- [Input]
***
use mockall::mock;
use rvtb_core::SimulationModel;

mock! {
    pub Model {}
    impl SimulationModel for Model {
        fn set_clock(&mut self, level: bool);
        fn set_reset(&mut self, level: bool);
        fn eval(&mut self);
        fn result_code(&self) -> i8;
        fn cause_code(&self) -> i8;
    }
}

/// Input levels seen by one `eval` call.
#[derive(Debug, Clone, Copy, PartialEq, Eq)]
pub struct Evaluation {
    pub clock: bool,
    pub reset: bool,
}

/// Fake model that records the inputs present at every evaluation.
#[derive(Debug, Default)]
pub struct RecordingModel {
    clock: bool,
    reset: bool,
    pub evaluations: Vec<Evaluation>,
    pub outputs: (i8, i8),
}

impl RecordingModel {
    pub fn with_outputs(result_code: i8, cause_code: i8) -> Self {
        Self {
            outputs: (result_code, cause_code),
            ..Self::default()
        }
    }

    /// Number of evaluations where reset was at `level`.
    pub fn reset_count(&self, level: bool) -> usize {
        self.evaluations.iter().filter(|e| e.reset == level).count()
    }
}

impl SimulationModel for RecordingModel {
    fn set_clock(&mut self, level: bool) {
        self.clock = level;
    }

    fn set_reset(&mut self, level: bool) {
        self.reset = level;
    }

    fn eval(&mut self) {
        self.evaluations.push(Evaluation {
            clock: self.clock,
            reset: self.reset,
        });
    }

    fn result_code(&self) -> i8 {
        self.outputs.0
    }

    fn cause_code(&self) -> i8 {
        self.outputs.1
    }
}

/// Fake model that logs every call in order.
#[derive(Debug, Default)]
pub struct EventLog {
    pub events: Vec<&'static str>,
}

impl SimulationModel for EventLog {
    fn set_clock(&mut self, level: bool) {
        self.events.push(if level { "clock=1" } else { "clock=0" });
    }

    fn set_reset(&mut self, level: bool) {
        self.events.push(if level { "reset=1" } else { "reset=0" });
    }

    fn eval(&mut self) {
        self.events.push("eval");
    }

    fn result_code(&self) -> i8 {
        0
    }

    fn cause_code(&self) -> i8 {
        0
    }
}
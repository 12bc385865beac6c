//! Behavioral models implementing `SimulationModel`.
//!
//! Compiled RTL models live outside this crate and plug in through the trait.
//! The scripted core here stands in for one when exercising the testbench
//! itself, from the CLI or from suite manifests.

/// Scripted core that traps after a fixed number of cycles.
pub mod scripted;

pub use scripted::{ScriptedCore, ScriptedProgram};
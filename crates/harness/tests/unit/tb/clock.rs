//! # Clock Driver Tests
//!
//! Toggling, rising-edge detection, and transition counts.

use proptest::prelude::*;
use rstest::rstest;
use rvtb_core::tb::{ClockDriver, is_rising_edge, toggle};

#[rstest]
#[case(false, false, false)]
#[case(false, true, true)]
#[case(true, false, false)]
#[case(true, true, false)]
fn test_rising_edge_truth_table(#[case] prev: bool, #[case] cur: bool, #[case] rising: bool) {
    assert_eq!(is_rising_edge(prev, cur), rising);
}

#[test]
fn test_toggle() {
    assert!(toggle(false));
    assert!(!toggle(true));
}

#[test]
fn test_clock_starts_low() {
    assert!(!ClockDriver::new().level());
    assert_eq!(ClockDriver::default(), ClockDriver::new());
}

#[test]
fn test_first_step_is_rising_edge() {
    let mut clock = ClockDriver::new();
    assert_eq!(clock.step(), (true, true));
    assert_eq!(clock.step(), (false, false));
    assert_eq!(clock.step(), (true, true));
}

proptest! {
    #[test]
    fn level_after_n_steps_is_parity(n in 0u64..4096) {
        let mut clock = ClockDriver::new();
        for _ in 0..n {
            let _ = clock.step();
        }
        prop_assert_eq!(clock.level(), n % 2 == 1);
    }

    #[test]
    fn rising_and_falling_counts_balance(n in 0u64..4096) {
        let mut clock = ClockDriver::new();
        let mut rising = 0u64;
        let mut falling = 0u64;
        for _ in 0..n {
            let prev = clock.level();
            let (cur, edge) = clock.step();
            if edge {
                rising += 1;
            }
            if prev && !cur {
                falling += 1;
            }
        }
        prop_assert!(rising.abs_diff(falling) <= 1);
        prop_assert_eq!(rising + falling, n);
    }
}
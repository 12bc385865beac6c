//! # Reset Sequencer Tests
//!
//! Timing of the reset window and the level produced for each polarity.

use proptest::prelude::*;
use rvtb_core::config::{ResetConfig, ResetPolarity};
use rvtb_core::tb::{ResetSequencer, is_reset_asserted};

#[test]
fn test_default_window_boundary() {
    let seq = ResetSequencer::from(ResetConfig::default());
    assert!(seq.is_asserted(0));
    assert!(seq.is_asserted(99));
    assert!(!seq.is_asserted(100));
    assert!(!seq.is_asserted(u64::MAX));
}

#[test]
fn test_active_high_levels() {
    let seq = ResetSequencer::new(100, ResetPolarity::ActiveHigh);
    assert!(seq.level(0));
    assert!(seq.level(99));
    assert!(!seq.level(100));
}

#[test]
fn test_active_low_levels() {
    let seq = ResetSequencer::new(100, ResetPolarity::ActiveLow);
    assert!(!seq.level(0));
    assert!(!seq.level(99));
    assert!(seq.level(100));
}

#[test]
fn test_accessors() {
    let seq = ResetSequencer::new(42, ResetPolarity::ActiveLow);
    assert_eq!(seq.window(), 42);
    assert_eq!(seq.polarity(), ResetPolarity::ActiveLow);
}

proptest! {
    #[test]
    fn asserted_iff_inside_window(elapsed in 0u64..10_000, window in 1u64..5_000) {
        let high = is_reset_asserted(elapsed, window, ResetPolarity::ActiveHigh);
        let low = is_reset_asserted(elapsed, window, ResetPolarity::ActiveLow);
        prop_assert_eq!(high, elapsed < window);
        prop_assert_eq!(high, low);
    }

    #[test]
    fn polarities_drive_opposite_levels(elapsed in any::<u64>(), window in 1u64..u64::MAX) {
        let high = ResetSequencer::new(window, ResetPolarity::ActiveHigh);
        let low = ResetSequencer::new(window, ResetPolarity::ActiveLow);
        prop_assert_eq!(high.level(elapsed), !low.level(elapsed));
        prop_assert_eq!(high.level(elapsed), high.is_asserted(elapsed));
    }

    #[test]
    fn sequencer_is_pure(elapsed in any::<u64>(), window in 1u64..u64::MAX) {
        let seq = ResetSequencer::new(window, ResetPolarity::ActiveHigh);
        prop_assert_eq!(seq.level(elapsed), seq.level(elapsed));
    }
}
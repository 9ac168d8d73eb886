// Rust guideline compliant 2026-02-06

//! Trawl CLI Library
//!
//! Argument parsing helpers, output formatting, and the search command
//! behind the `trawl` binary.

pub mod commands;
pub mod output;
pub mod parse;
pub mod terminal;

pub use output::{create_formatter, FoundEntry, OutputFormatter};
pub use terminal::should_use_color;
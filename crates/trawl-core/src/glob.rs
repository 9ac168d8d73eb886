// Rust guideline compliant 2026-02-06

//! Shell glob to regex translation.
//!
//! Supports `*`, `**`, `?`, `[seq]` and `[!seq]`. Translated patterns are
//! anchored on both ends, so a glob must cover the whole string it is
//! matched against. `*` and `?` never cross a path separator; `**` does,
//! which only matters for path-shaped inputs such as ignore rules.

use crate::Result;
use regex::Regex;

/// Translates a glob pattern into a compiled, anchored regex.
///
/// # Arguments
///
/// * `pattern` - The glob pattern to translate
/// * `ignore_case` - Whether the resulting regex matches case-insensitively
///
/// # Errors
///
/// Returns an error if the translated pattern fails to compile, for
/// example a character class with a reversed range.
pub fn translate(pattern: &str, ignore_case: bool) -> Result<Regex> {
    let chars: Vec<char> = pattern.chars().collect();
    let mut re = String::with_capacity(pattern.len() * 2 + 8);
    if ignore_case {
        re.push_str("(?i)");
    }
    re.push('^');

    let mut i = 0;
    while i < chars.len() {
        match chars[i] {
            '*' => {
                if i + 1 < chars.len() && chars[i + 1] == '*' {
                    re.push_str(".*");
                    i += 1;
                } else {
                    re.push_str("[^/]*");
                }
            }
            '?' => re.push_str("[^/]"),
            '[' => {
                if let Some(end) = find_class_end(&chars, i) {
                    re.push('[');
                    let mut k = i + 1;
                    if chars[k] == '!' {
                        re.push('^');
                        k += 1;
                    }
                    while k < end {
                        let c = chars[k];
                        if c == '\\' || c == ']' || c == '^' {
                            re.push('\\');
                        }
                        re.push(c);
                        k += 1;
                    }
                    re.push(']');
                    i = end;
                } else {
                    // unterminated class is a literal bracket
                    re.push_str("\\[");
                }
            }
            c => re.push_str(&regex::escape(&c.to_string())),
        }
        i += 1;
    }

    re.push('$');
    Ok(Regex::new(&re)?)
}

/// Locates the closing bracket of a character class starting at `start`.
///
/// A `]` immediately after the opening bracket (or after a leading `!`)
/// is treated as a literal member of the class, matching fnmatch rules.
fn find_class_end(chars: &[char], start: usize) -> Option<usize> {
    let mut j = start + 1;
    if j < chars.len() && chars[j] == '!' {
        j += 1;
    }
    if j < chars.len() && chars[j] == ']' {
        j += 1;
    }
    while j < chars.len() && chars[j] != ']' {
        j += 1;
    }
    if j < chars.len() && j > start + 1 {
        Some(j)
    } else {
        None
    }
}
// Rust guideline compliant 2026-02-06

//! Command implementations for the Trawl CLI.

pub mod find;
// Rust guideline compliant 2026-02-06

//! Ignore-file rules in the gitignore style.
//!
//! Each directory may carry a `.gitignore` whose rules apply to
//! everything beneath it. Rules are evaluated in order and the last
//! matching rule decides, so a negated rule (`!pattern`) can re-admit
//! entries a broader rule excluded. Patterns containing a slash are
//! anchored to the directory holding the ignore file; bare patterns match
//! any entry name at any depth below it.

use crate::glob;
use regex::Regex;
use std::path::{Path, PathBuf};

/// Name of the ignore file recognized during a walk.
pub const IGNORE_FILE: &str = ".gitignore";

struct IgnoreRule {
    regex: Regex,
    dir_only: bool,
    negated: bool,
    anchored: bool,
}

/// The parsed rules of a single ignore file.
#[derive(Default)]
pub struct IgnoreRules {
    rules: Vec<IgnoreRule>,
}

impl IgnoreRules {
    /// Parses ignore-file content.
    ///
    /// Blank lines and `#` comments are skipped, as are rules whose glob
    /// fails to compile.
    pub fn parse(content: &str) -> Self {
        let rules = content.lines().filter_map(compile_rule).collect();
        Self { rules }
    }

    /// Returns the number of rules.
    pub fn len(&self) -> usize {
        self.rules.len()
    }

    /// Returns true if no rules were parsed.
    pub fn is_empty(&self) -> bool {
        self.rules.is_empty()
    }

    /// Applies the rules to a candidate.
    ///
    /// # Arguments
    ///
    /// * `rel_path` - The candidate path relative to the ignore file's
    ///   directory, with `/` separators
    /// * `name` - The candidate's final path component
    /// * `is_dir` - Whether the candidate is a directory
    ///
    /// # Returns
    ///
    /// `Some(true)` if the last matching rule ignores the candidate,
    /// `Some(false)` if it re-admits it, `None` if no rule matched.
    pub fn matched(&self, rel_path: &str, name: &str, is_dir: bool) -> Option<bool> {
        let mut decision = None;
        for rule in &self.rules {
            if rule.dir_only && !is_dir {
                continue;
            }
            let target = if rule.anchored { rel_path } else { name };
            if rule.regex.is_match(target) {
                decision = Some(!rule.negated);
            }
        }
        decision
    }
}

fn compile_rule(line: &str) -> Option<IgnoreRule> {
    let mut pat = line.trim();
    if pat.is_empty() || pat.starts_with('#') {
        return None;
    }

    let negated = pat.starts_with('!');
    if negated {
        pat = &pat[1..];
    }

    let mut dir_only = false;
    if let Some(stripped) = pat.strip_suffix('/') {
        dir_only = true;
        pat = stripped;
    }

    let anchored = pat.contains('/');
    let pat = pat.strip_prefix('/').unwrap_or(pat);
    if pat.is_empty() {
        return None;
    }

    let regex = glob::translate(pat, false).ok()?;
    Some(IgnoreRule {
        regex,
        dir_only,
        negated,
        anchored,
    })
}

/// Layered ignore scopes, one per directory carrying an ignore file.
///
/// The walker pushes a scope when it enters a directory with an ignore
/// file and pops it on the way out. Inner scopes are evaluated after
/// outer ones, so they take precedence.
#[derive(Default)]
pub struct IgnoreStack {
    scopes: Vec<(PathBuf, IgnoreRules)>,
}

impl IgnoreStack {
    /// Creates an empty stack.
    pub fn new() -> Self {
        Self::default()
    }

    /// Loads the ignore file of `dir`, if present, and pushes its scope.
    ///
    /// # Returns
    ///
    /// True if a scope was pushed; the caller must balance it with
    /// [`IgnoreStack::exit`].
    pub fn enter(&mut self, dir: &Path) -> bool {
        let Ok(content) = std::fs::read_to_string(dir.join(IGNORE_FILE)) else {
            return false;
        };
        let rules = IgnoreRules::parse(&content);
        if rules.is_empty() {
            return false;
        }
        self.scopes.push((dir.to_path_buf(), rules));
        true
    }

    /// Pops the innermost scope.
    pub fn exit(&mut self) {
        self.scopes.pop();
    }

    /// Returns true if the candidate is ignored by the current scopes.
    pub fn is_ignored(&self, path: &Path, is_dir: bool) -> bool {
        let name = path
            .file_name()
            .map(|n| n.to_string_lossy().into_owned())
            .unwrap_or_default();

        let mut decision = false;
        for (dir, rules) in &self.scopes {
            let Ok(rel) = path.strip_prefix(dir) else {
                continue;
            };
            let rel = rel.to_string_lossy().replace('\\', "/");
            if let Some(ignored) = rules.matched(&rel, &name, is_dir) {
                decision = ignored;
            }
        }
        decision
    }
}
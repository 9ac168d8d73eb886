// Rust guideline compliant 2026-02-06

//! Trawl Core Library
//!
//! This crate provides the foundational components for the Trawl file finder:
//! - Name matchers and combinators (exact, substring, glob, regex)
//! - Metadata filters (size, kind, depth, modification time)
//! - Glob to regex translation
//! - Ignore-file rules and scoped evaluation
//! - Directory traversal with pruning and parallel result dispatch
//! - Configuration loading and error types

pub mod config;
pub mod error;
pub mod filter;
pub mod glob;
pub mod ignore;
pub mod matcher;
pub mod walk;

pub use config::{Config, OutputFormat};
pub use error::{Error, Result};
pub use filter::{DepthMatcher, FileKind, KindMatcher, MtimeMatcher, SizeMatcher};
pub use ignore::{IgnoreRules, IgnoreStack};
pub use matcher::{
    HiddenMatcher, MatchMode, Matcher, MatcherSet, MaxResultsMatcher, NameMatcher, NopMatcher,
    NotMatcher, SuffixMatcher,
};
pub use walk::{FindOptions, Finder};
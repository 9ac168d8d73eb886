// Rust guideline compliant 2026-02-06

//! Implementation of the `trawl` search command.
//!
//! Runs a search described by [`FindOptions`] and prints the results
//! through the selected output formatter.

use crate::output::{FoundEntry, OutputFormatter};
use crate::terminal::print_warning;
use anyhow::Result;
use std::path::Path;
use trawl_core::{FindOptions, Finder};

/// Runs a search and prints its results.
///
/// # Arguments
///
/// * `root` - The directory to search
/// * `options` - The compiled search request
/// * `formatter` - The output formatter to use
///
/// # Returns
///
/// The number of results printed.
///
/// # Errors
///
/// Returns an error if the root is invalid or a pattern in the options
/// fails to compile.
pub fn execute(
    root: &Path,
    options: FindOptions,
    formatter: &dyn OutputFormatter,
) -> Result<usize> {
    let finder = Finder::new(options);
    let paths = finder.find(root)?;

    let entries: Vec<FoundEntry> = paths.iter().map(|p| FoundEntry::from_path(p)).collect();

    let opaque = entries.iter().filter(|e| e.kind == "unknown").count();
    if opaque > 0 {
        print_warning(&format!("{} results could not be inspected", opaque));
    }

    let rendered = formatter.format_results(&entries);
    if !rendered.is_empty() {
        println!("{}", rendered);
    }

    Ok(entries.len())
}

#[cfg(test)]
mod tests {
    use super::*;
    use crate::output::PlainFormatter;
    use std::fs;
    use tempfile::TempDir;

    #[test]
    fn test_execute_counts_results() {
        let temp = TempDir::new().unwrap();
        fs::write(temp.path().join("one.rs"), "").unwrap();
        fs::write(temp.path().join("two.rs"), "").unwrap();
        fs::write(temp.path().join("three.txt"), "").unwrap();

        let options = FindOptions {
            suffixes: vec!["rs".to_string()],
            ..FindOptions::default()
        };
        let formatter = PlainFormatter::new(false);
        let count = execute(temp.path(), options, &formatter).unwrap();
        assert_eq!(count, 2);
    }

    #[test]
    fn test_execute_missing_root_fails() {
        let formatter = PlainFormatter::new(false);
        let result = execute(
            Path::new("/no/such/root"),
            FindOptions::default(),
            &formatter,
        );
        assert!(result.is_err());
    }
}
***
- [Task statement] Which lines of the records above hold the word "when"? Copy each one out.

- [Written reply]
//! The scripted core here stands in for one when exercising the testbench
/// The walker pushes a scope when it enters a directory with an ignore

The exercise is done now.